June 11, 2023 by James Woolley Leave a Comment

Introduction

If you are day trading the forex markets, or like to trade commodities, cryptocurrencies or stock market indexes, for example, it is always useful to know which markets are showing high levels of volatility and trading in a wide range on a daily basis.

That’s because a market that is moving in a range of 200 pips per day will be a lot easier to capture decent sized profits from than a market that is only moving around 20 pips per day on average, for instance, particularly when you factor in spreads and commissions.

So with that in mind, let’s take a look at the latest average true range (ATR) readings of all of the major currency pairs, indices, commodities, metals and cryptos as of right now (11 June 2023) as we head into the quieter summer period.

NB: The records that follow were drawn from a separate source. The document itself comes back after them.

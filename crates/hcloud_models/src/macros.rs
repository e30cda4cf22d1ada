//! Macros for generating the typed resource identifiers.

/// Generates a numeric newtype identifier for one resource kind.
///
/// The wire representation is a plain JSON integer, but the generated types
/// are distinct, so an identifier can never be passed for the wrong resource
/// kind.
macro_rules! numeric_id_type {
    ($type_name:ident, $doc:literal) => {
        #[doc = $doc]
        #[derive(
            Clone,
            Copy,
            PartialEq,
            Eq,
            Hash,
            PartialOrd,
            Ord,
            serde::Serialize,
            serde::Deserialize,
        )]
        #[serde(transparent)]
        pub struct $type_name(i64);

        impl $type_name {
            /// Wraps a raw numeric identifier.
            pub fn new(id: i64) -> Self {
                Self(id)
            }

            /// Returns the raw numeric identifier.
            pub fn get_raw(&self) -> i64 {
                self.0
            }
        }

        // Displayed as `ServerId(42)` rather than the bare integer.
        impl core::fmt::Debug for $type_name {
            fn fmt(&self, f: &mut core::fmt::Formatter<'_>) -> core::fmt::Result {
                f.debug_tuple(stringify!($type_name)).field(&self.0).finish()
            }
        }

        impl core::fmt::Display for $type_name {
            fn fmt(&self, f: &mut core::fmt::Formatter<'_>) -> core::fmt::Result {
                write!(f, "{}", self.0)
            }
        }

        impl From<i64> for $type_name {
            fn from(id: i64) -> Self {
                Self(id)
            }
        }
    };
}

pub(crate) use numeric_id_type;
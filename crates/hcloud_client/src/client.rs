//! The client and its request/response plumbing.

use std::{fmt, sync::Arc};

use error_stack::{Report, ResultExt};
use hcloud_models::{
    errors::{ApiError, ErrorEnvelope},
    ext_traits::BytesExt,
};
use url::Url;

use crate::{
    api::{Firewalls, Isos, Networks, PlacementGroups, Servers},
    auth::ApiToken,
    consts::{headers, DEFAULT_BASE_URL},
    errors::{ClientError, CustomResult, Failure},
    request::{Method, Request, RequestBuilder, RequestContent, RequestSnapshot},
    transport::{HttpTransport, ReqwestTransport, Response},
};

/// Entry point for all API operations.
///
/// The client holds no shared mutable state; cloning is cheap and any
/// number of operations may run concurrently.
#[derive(Clone)]
pub struct Client {
    base_url: String,
    token: ApiToken,
    transport: Arc<dyn HttpTransport>,
}

impl fmt::Debug for Client {
    fn fmt(&self, f: &mut fmt::Formatter<'_>) -> fmt::Result {
        f.debug_struct("Client")
            .field("base_url", &self.base_url)
            .field("token", &self.token)
            .finish_non_exhaustive()
    }
}

impl Client {
    /// Creates a client against the public API endpoint.
    pub fn new(token: ApiToken) -> Self {
        Self {
            base_url: DEFAULT_BASE_URL.to_string(),
            token,
            transport: Arc::new(ReqwestTransport::new()),
        }
    }

    /// Creates a client against a custom endpoint.
    pub fn with_base_url(
        token: ApiToken,
        base_url: impl Into<String>,
    ) -> CustomResult<Self, ClientError> {
        Self::with_transport(token, base_url, Arc::new(ReqwestTransport::new()))
    }

    /// Creates a client with a caller-supplied transport.
    pub fn with_transport(
        token: ApiToken,
        base_url: impl Into<String>,
        transport: Arc<dyn HttpTransport>,
    ) -> CustomResult<Self, ClientError> {
        let base_url = base_url.into();
        Url::parse(&base_url)
            .change_context(ClientError::UrlParsingFailed)
            .attach_printable_lazy(|| format!("Unable to parse base URL {base_url}"))?;

        Ok(Self {
            base_url,
            token,
            transport,
        })
    }

    /// Server operations.
    pub fn servers(&self) -> Servers<'_> {
        Servers { client: self }
    }

    /// ISO operations.
    pub fn isos(&self) -> Isos<'_> {
        Isos { client: self }
    }

    /// Firewall operations.
    pub fn firewalls(&self) -> Firewalls<'_> {
        Firewalls { client: self }
    }

    /// Network operations.
    pub fn networks(&self) -> Networks<'_> {
        Networks { client: self }
    }

    /// Placement group operations.
    pub fn placement_groups(&self) -> PlacementGroups<'_> {
        PlacementGroups { client: self }
    }

    pub(crate) fn request(&self, method: Method, path: &str) -> RequestBuilder {
        RequestBuilder::new()
            .method(method)
            .url(&format!("{}/{path}", self.base_url.trim_end_matches('/')))
            .attach_default_headers()
            .header(
                headers::AUTHORIZATION,
                &format!("Bearer {}", self.token.peek()),
            )
    }

    /// Executes a request and decodes the response.
    ///
    /// A 2xx body is decoded into `T`; everything else goes through the
    /// error taxonomy and comes back as [`ClientError::Api`] carrying the
    /// originating request snapshot.
    pub(crate) async fn call<T>(
        &self,
        request: Request,
        type_name: &'static str,
    ) -> CustomResult<T, ClientError>
    where
        T: serde::de::DeserializeOwned,
    {
        let snapshot = RequestSnapshot::from(&request);
        tracing::debug!(request = ?request, "sending API request");

        let response = self
            .transport
            .execute(request)
            .await
            .change_context(ClientError::TransportFailure)?;
        tracing::debug!(
            status_code = response.status_code,
            url = %snapshot.url,
            "received API response"
        );

        if (200..300).contains(&response.status_code) {
            response
                .body
                .parse_struct(type_name)
                .change_context(ClientError::ResponseDeserializationFailed)
        } else {
            Err(dispatch_error(response, snapshot))
        }
    }
}

/// Encodes a payload as the JSON request body.
pub(crate) fn encode_request<T>(payload: &T) -> CustomResult<RequestContent, ClientError>
where
    T: serde::Serialize + fmt::Debug,
{
    let value = serde_json::to_value(payload)
        .change_context(ClientError::RequestEncodingFailed)
        .attach_printable_lazy(|| format!("Unable to encode {payload:?} as a JSON body"))?;
    Ok(RequestContent::Json(value))
}

/// Maps a non-2xx response onto the typed taxonomy.
///
/// The envelope discriminator is authoritative; the HTTP status is only
/// recorded on the resulting [`Failure`].
fn dispatch_error(response: Response, request: RequestSnapshot) -> Report<ClientError> {
    let envelope: ErrorEnvelope = match response.body.parse_struct("ErrorEnvelope") {
        Ok(envelope) => envelope,
        Err(report) => return report.change_context(ClientError::ResponseDeserializationFailed),
    };

    match ApiError::from_envelope(envelope) {
        Ok(error) => Report::new(ClientError::Api(Failure {
            error,
            status_code: response.status_code,
            request,
        })),
        Err(report) => report.change_context(ClientError::ResponseDeserializationFailed),
    }
}
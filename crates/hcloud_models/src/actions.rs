//! Action records returned by mutating operations.

use serde::{Deserialize, Serialize};
use time::OffsetDateTime;

use crate::{enums::ActionStatus, id_type::ActionId};

/// Progress record of an asynchronous server-side operation.
#[derive(Clone, Debug, Deserialize, Serialize, PartialEq, Eq)]
pub struct Action {
    pub id: ActionId,
    pub command: String,
    pub status: ActionStatus,
    pub progress: u8,
    #[serde(with = "time::serde::rfc3339")]
    pub started: OffsetDateTime,
    #[serde(default, with = "time::serde::rfc3339::option")]
    pub finished: Option<OffsetDateTime>,
    #[serde(default)]
    pub error: Option<ActionError>,
    #[serde(default)]
    pub resources: Vec<ActionResource>,
}

/// Error block of a failed action.
#[derive(Clone, Debug, Deserialize, Serialize, PartialEq, Eq)]
pub struct ActionError {
    pub code: String,
    pub message: String,
}

/// Resource an action applies to.
#[derive(Clone, Debug, Deserialize, Serialize, PartialEq, Eq)]
pub struct ActionResource {
    pub id: i64,
    #[serde(rename = "type")]
    pub resource_type: String,
}

/// Envelope wrapping a single action record.
#[derive(Clone, Debug, Deserialize, Serialize, PartialEq, Eq)]
pub struct ActionResponse {
    pub action: Action,
}

#[cfg(test)]
#[allow(clippy::unwrap_used)]
mod tests {
    use super::*;

    #[test]
    fn running_action_decodes_without_finished_timestamp() {
        let response: ActionResponse = serde_json::from_value(serde_json::json!({
            "action": {
                "id": 13,
                "command": "attach_iso",
                "status": "running",
                "progress": 50,
                "started": "2024-11-07T20:01:41+00:00",
                "finished": null,
                "resources": [{"id": 42, "type": "server"}]
            }
        }))
        .unwrap();

        assert_eq!(response.action.status, ActionStatus::Running);
        assert_eq!(response.action.finished, None);
        assert_eq!(response.action.resources[0].resource_type, "server");
    }
}
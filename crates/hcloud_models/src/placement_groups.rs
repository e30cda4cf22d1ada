//! Placement group entity and its response envelopes.

use serde::{Deserialize, Serialize};
use time::OffsetDateTime;

use crate::{
    id_type::{PlacementGroupId, ServerId},
    meta::Meta,
    Labels,
};

/// Spreading strategy of a placement group.
#[derive(Clone, Copy, Debug, Eq, PartialEq, Serialize, Deserialize, strum::Display)]
#[serde(rename_all = "snake_case")]
#[strum(serialize_all = "snake_case")]
pub enum PlacementGroupType {
    Spread,
}

/// A placement group and the servers assigned to it.
#[derive(Clone, Debug, Deserialize, Serialize, PartialEq, Eq)]
pub struct PlacementGroup {
    pub id: PlacementGroupId,
    pub name: String,
    #[serde(default)]
    pub labels: Labels,
    #[serde(default)]
    pub servers: Vec<ServerId>,
    #[serde(rename = "type")]
    pub group_type: PlacementGroupType,
    #[serde(with = "time::serde::rfc3339")]
    pub created: OffsetDateTime,
}

/// Envelope of the placement group list endpoint.
#[derive(Clone, Debug, Deserialize, Serialize, PartialEq, Eq)]
pub struct PlacementGroupListResponse {
    pub meta: Meta,
    pub placement_groups: Vec<PlacementGroup>,
}

/// Envelope wrapping a single placement group.
#[derive(Clone, Debug, Deserialize, Serialize, PartialEq, Eq)]
pub struct PlacementGroupResponse {
    pub placement_group: PlacementGroup,
}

This will tell you which markets are potentially worth day trading, and which ones are probably best avoided.

Major Currency Pairs

  • AUD/NZD – 57
  • AUD/USD – 58
  • EUR/CHF – 40
  • EUR/GBP – 37
  • EUR/JPY – 94
  • EUR/USD – 51
  • GBP/EUR – 49
  • GBP/JPY – 118
  • GBP/USD – 81
  • USD/CAD – 65
  • USD/CHF – 61
  • USD/JPY – 90

There is no doubt that the average true range of these forex pairs has fallen since I last compiled this data back in 2020, but that’s to be expected because that was a very volatile period as COVID was just starting to take hold all over the world.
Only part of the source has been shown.